Welcome to GeneTherapyLive’s Weekly Rewind! We’ve compiled 5 highlights from this week’s coverage of advances in gene and cell therapies, including FDA actions, notable research, and interviews with experts across the field.

1. Access to Gene Therapies for Rare Diseases: Barry Byrne, MD, PhD

The director of the Powell Gene Therapy Center at the University of Florida discussed improving access to gene therapies for patients with rare diseases worldwide, as well as recent challenges with manufacturing shortages due to the COVID-19 pandemic.

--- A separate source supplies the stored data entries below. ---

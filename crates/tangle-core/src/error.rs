use std::path::PathBuf;

#[derive(Debug, thiserror::Error)]
pub enum TangleError {
    #[error("failed to read font file {path}")]
    FontRead {
        path: PathBuf,
        #[source]
        source: std::io::Error,
    },
    #[error("font data could not be parsed")]
    InvalidFont(#[from] ab_glyph::InvalidFont),
}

2. HIV Gene Therapy Gets Go-Ahead for Early-Phase Trial

Excision BioTherapeutics has received FDA clearance for its investigational new drug application for EBT-101, an investigational CRISPR-based gene therapy for the potential treatment of human immunodeficiency virus (HIV).

3. CAR T Therapies for Hematologic Malignancies and Solid Tumors

André Choulika, PhD, chief executive officer and cofounder, Cellectis, discussed therapies the company is developing, which target a number of molecular targets for different indications, including CD19, CD20, CD22, and CD70 for hematologic malignancies and solid tumors.

4. Optogenetic Therapy Shows Efficacy in Autosomal Recessive Retinitis Pigmentosa

Nanoscope Therapeutics presented positive data from their phase 1/2 study (NCT04919473) of MCO-010 in patients with retinitis pigmentosa (RP) at the 2021 Annual Meeting of the American Society of Retina Specialists (ASRS), October 8-12.

5. Identifying Patient-Specific Tumor Targets

Jessica Baker Flechtner, PhD, chief scientific officer, Genocea, discussed the ATLAS platform. GEN-011, and the TiTAN trial. She stressed the company’s focus on identifying the right targets for each patient.